My uncle is the Keeper of the History.  The flag.  The Purple Heart.  The handwritten maps of strategy and skirmish.  At one point, Faf logged his memories on hours of cassette tape.  We keep meaning to transfer them to CD.

I opened the newspaper yesterday to the story of a WWII memento – an auburn curl given as a promise ring of sorts to a departing soldier.  The passage of time breeds nostalgia.  As the remaining WWII vets die, we lament the loss of the “greatest generation.”

War wove through the fabric of daily life, with rationing, tire collection, repurposing of factories.  Popular music generally supported the war effort (“Over There”, “You’re in the Army Now”, “Praise the Lord and Pass the Ammunition”, “Boogie Woogie Bugle Boy”).

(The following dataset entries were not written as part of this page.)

mod models;
pub use models::*;
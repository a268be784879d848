use std::collections::{BTreeMap, HashMap};

use crate::models::{HashHit, MatchCandidate, SongRecord};

/// Songs with fewer raw hit pairs than this are never candidates.
pub const MIN_PAIR_SUPPORT: usize = 3;

struct SongHits {
    song: SongRecord,
    pairs: Vec<(f64, f64)>, // (query_time, stored_time)
}

/// Ranks index hits into candidate matches.
///
/// Hits are bucketed per song; for each song with at least MIN_PAIR_SUPPORT
/// pairs, the offsets `stored - query` are binned to 0.1 s and the most
/// populous bin drives the score. `query_hash_count` is the total number of
/// hashes in the query, matched or not.
pub fn rank(hits: Vec<HashHit>, query_hash_count: usize) -> Vec<MatchCandidate> {
    if query_hash_count == 0 {
        return Vec::new();
    }

    let mut buckets: HashMap<i64, SongHits> = HashMap::new();
    for hit in hits {
        buckets
            .entry(hit.song.id)
            .or_insert_with(|| SongHits { song: hit.song.clone(), pairs: Vec::new() })
            .pairs
            .push((hit.query_time, hit.stored_time));
    }

    let mut candidates = Vec::new();
    for (_, bucket) in buckets {
        if bucket.pairs.len() < MIN_PAIR_SUPPORT {
            continue;
        }

        // Alignment histogram over decisecond bins. BTreeMap iteration is
        // ascending, so the first bin with the top count is the smallest
        // qualifying offset.
        let mut histogram: BTreeMap<i64, usize> = BTreeMap::new();
        for &(query_time, stored_time) in &bucket.pairs {
            let bin = ((stored_time - query_time) * 10.0).round() as i64;
            *histogram.entry(bin).or_insert(0) += 1;
        }

        let (mut best_bin, mut coherent) = (0i64, 0usize);
        for (&bin, &count) in &histogram {
            if count > coherent {
                best_bin = bin;
                coherent = count;
            }
        }

        let total = bucket.pairs.len();
        let coherence = coherent as f64 / total as f64;
        let strength = coherent as f64 / query_hash_count as f64;

        candidates.push(MatchCandidate {
            song: bucket.song,
            confidence: (coherence * 0.6 + strength * 0.4) * 100.0,
            coherent_matches: coherent,
            total_matches: total,
            song_offset: best_bin as f64 / 10.0,
        });
    }

    candidates.sort_by(|a, b| {
        b.confidence
            .total_cmp(&a.confidence)
            .then_with(|| b.coherent_matches.cmp(&a.coherent_matches))
            .then_with(|| a.song.id.cmp(&b.song.id))
    });
    candidates
}
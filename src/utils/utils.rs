use std::env;

/// Default on-disk database file; override with the DB_FILE env var.
pub const DEFAULT_DB_FILE: &str = "fingerprints.db";

/// Returns the value of the environment variable `key`, or the fallback
/// (empty string if no fallback is provided).
pub fn get_env(key: &str, fallback: Option<&str>) -> String {
    env::var(key).unwrap_or_else(|_| fallback.unwrap_or("").to_string())
}

/// Resolves the database path from the environment.
pub fn db_file() -> String {
    get_env("DB_FILE", Some(DEFAULT_DB_FILE))
}
use std::path::Path;
use std::sync::Arc;

use anyhow::Context;
use colored::Colorize;
use walkdir::WalkDir;

use crate::api;
use crate::audio;
use crate::engine::Fingerprinter;

/// Starts the HTTP facade and blocks until shutdown.
pub async fn serve(engine: Arc<Fingerprinter>, host: &str, port: u16) -> anyhow::Result<()> {
    println!("Starting API server on http://{}:{}", host, port);
    api::start_server(engine, host, port)
        .await
        .context("API server failed")
}

/// Enrolls one file, or every supported audio file under a directory.
pub fn enroll(engine: &Fingerprinter, path: &str, title: &str, artist: &str) -> anyhow::Result<()> {
    let root = Path::new(path);
    if !root.exists() {
        anyhow::bail!("path does not exist: {}", path);
    }

    if root.is_dir() {
        let mut enrolled = 0usize;
        for entry in WalkDir::new(root).into_iter().filter_map(|e| e.ok()) {
            if !entry.file_type().is_file() {
                continue;
            }
            let ext = entry
                .path()
                .extension()
                .and_then(|e| e.to_str())
                .unwrap_or("");
            if !audio::is_supported_extension(ext) {
                continue;
            }
            match enroll_one(engine, entry.path(), title, artist) {
                Ok(()) => enrolled += 1,
                Err(e) => println!("{}", format!("Error enrolling {}: {}", entry.path().display(), e).yellow()),
            }
        }
        println!("Enrolled {} file(s) from {}", enrolled, path);
        return Ok(());
    }

    enroll_one(engine, root, title, artist)
}

fn enroll_one(engine: &Fingerprinter, path: &Path, title: &str, artist: &str) -> anyhow::Result<()> {
    let filename = path
        .file_name()
        .and_then(|n| n.to_str())
        .unwrap_or("unknown")
        .to_string();

    let report = engine.enroll_file(path, &filename, title, artist)?;
    println!(
        "{}",
        format!(
            "Enrolled \"{}\" as song {} ({:.1}s, {} peaks, {} hashes)",
            filename, report.song_id, report.duration, report.peaks_found, report.hashes_generated
        )
        .green()
    );
    Ok(())
}

/// Identifies a clip and prints the ranked candidates.
pub fn identify(engine: &Fingerprinter, path: &str) -> anyhow::Result<()> {
    let result = engine
        .identify_file(Path::new(path))
        .with_context(|| format!("failed to identify {}", path))?;

    println!(
        "Query: {} peaks, {} hashes",
        result.query_stats.peaks_found, result.query_stats.hashes_generated
    );

    if result.matches.is_empty() {
        println!("\nNo match found.");
        return Ok(());
    }

    let (msg, top_matches) = if result.matches.len() >= 20 {
        ("Top 20 matches:", &result.matches[..20])
    } else {
        ("Matches:", &result.matches[..])
    };

    println!("{}", msg);
    for m in top_matches {
        println!(
            "\t- {} by {}, confidence: {:.1}%, offset: {:.1}s ({}/{} coherent)",
            m.song.title.as_deref().unwrap_or("Unknown"),
            m.song.artist.as_deref().unwrap_or("Unknown"),
            m.confidence,
            m.song_offset,
            m.coherent_matches,
            m.total_matches,
        );
    }

    let top = &result.matches[0];
    println!(
        "\n{}",
        format!(
            "Final prediction: {} by {}, confidence: {:.1}%",
            top.song.title.as_deref().unwrap_or("Unknown"),
            top.song.artist.as_deref().unwrap_or("Unknown"),
            top.confidence
        )
        .green()
    );
    Ok(())
}

/// Prints catalog counters.
pub fn stats(engine: &Fingerprinter) -> anyhow::Result<()> {
    let counts = engine.store().counts()?;
    println!("Songs:                 {}", counts.total_songs);
    println!("Fingerprints:          {}", counts.total_fingerprints);
    println!("Avg fingerprints/song: {:.1}", counts.avg_fingerprints_per_song);
    Ok(())
}

/// Drops and recreates the catalog.
pub fn reset(engine: &Fingerprinter) -> anyhow::Result<()> {
    engine.store().reset()?;
    println!("{}", "Database reset successfully".green());
    Ok(())
}
use serde::{Deserialize, Serialize};

/// A catalog entry as stored in the songs table.
#[derive(Debug, Clone, Serialize, Deserialize)]
pub struct SongRecord {
    pub id: i64,
    pub filename: String,
    pub title: Option<String>,
    pub artist: Option<String>,
    pub duration: Option<f64>,
    pub created_at: Option<String>,
}

/// A constellation point: one spectral maximum in one analysis frame.
/// Derived from the spectrogram, never persisted.
#[derive(Debug, Clone, Copy)]
pub struct Peak {
    pub time: f64,
    pub freq_bin: usize,
    pub magnitude: f32,
}

/// One fingerprint: a 12-hex-char token plus the anchor's absolute time
/// in the source recording.
#[derive(Debug, Clone)]
pub struct FingerprintHash {
    pub token: String,
    pub time_offset: f64,
}

/// A posting returned by the index, joined with its song metadata and the
/// query anchor time the token was probed with.
#[derive(Debug, Clone)]
pub struct HashHit {
    pub query_time: f64,
    pub stored_time: f64,
    pub song: SongRecord,
}

/// A ranked candidate produced by the matcher.
#[derive(Debug, Clone, Serialize)]
pub struct MatchCandidate {
    pub song: SongRecord,
    pub confidence: f64,
    pub coherent_matches: usize,
    pub total_matches: usize,
    pub song_offset: f64,
}

/// Counts reported after fingerprinting a query clip.
#[derive(Debug, Clone, Copy, Serialize)]
pub struct QueryStats {
    pub peaks_found: usize,
    pub hashes_generated: usize,
}

/// Result of enrolling one recording.
#[derive(Debug, Clone)]
pub struct EnrollReport {
    pub song_id: i64,
    pub duration: f64,
    pub peaks_found: usize,
    pub hashes_generated: usize,
}

/// Result of an identification run. An empty candidate list is a
/// successful "no match", not a failure.
#[derive(Debug, Clone)]
pub struct IdentifyReport {
    pub query_stats: QueryStats,
    pub matches: Vec<MatchCandidate>,
}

Veterans returned to the apple pie of their country’s gratitude.  Yes, it’s a gross oversimplification.  Bear with me.

The Authentic History Center notes the relative paucity of songs about the Korean War as well as the subtle shift in sentiment (“Missing in Action”, “A Heartsick Soldier on Heartbreak Ridge”).  Fast forward to Vietnam and you get a massive anti-war playlist.  You also get the Vietnam vet meme, the scruffy perhaps homeless alcoholic who suffers with PTSD and depression.

I was a toddler when the Vietnam War ended.  Yet, it’s much easier for me to name songs from the Vietnam era than any related to the Gulf War or Iraq/Iran/Afghanistan Wars.  Wikipedia pours out a list of 172 anti-war songs from this time period, with recurring contributions from Sheryl Crow, Green Day, Rise Against, and System of a Down.  Freedom of Speech allowed Neil Young to record “Let’s Impeach the President” in 2006 on his album, Living With War.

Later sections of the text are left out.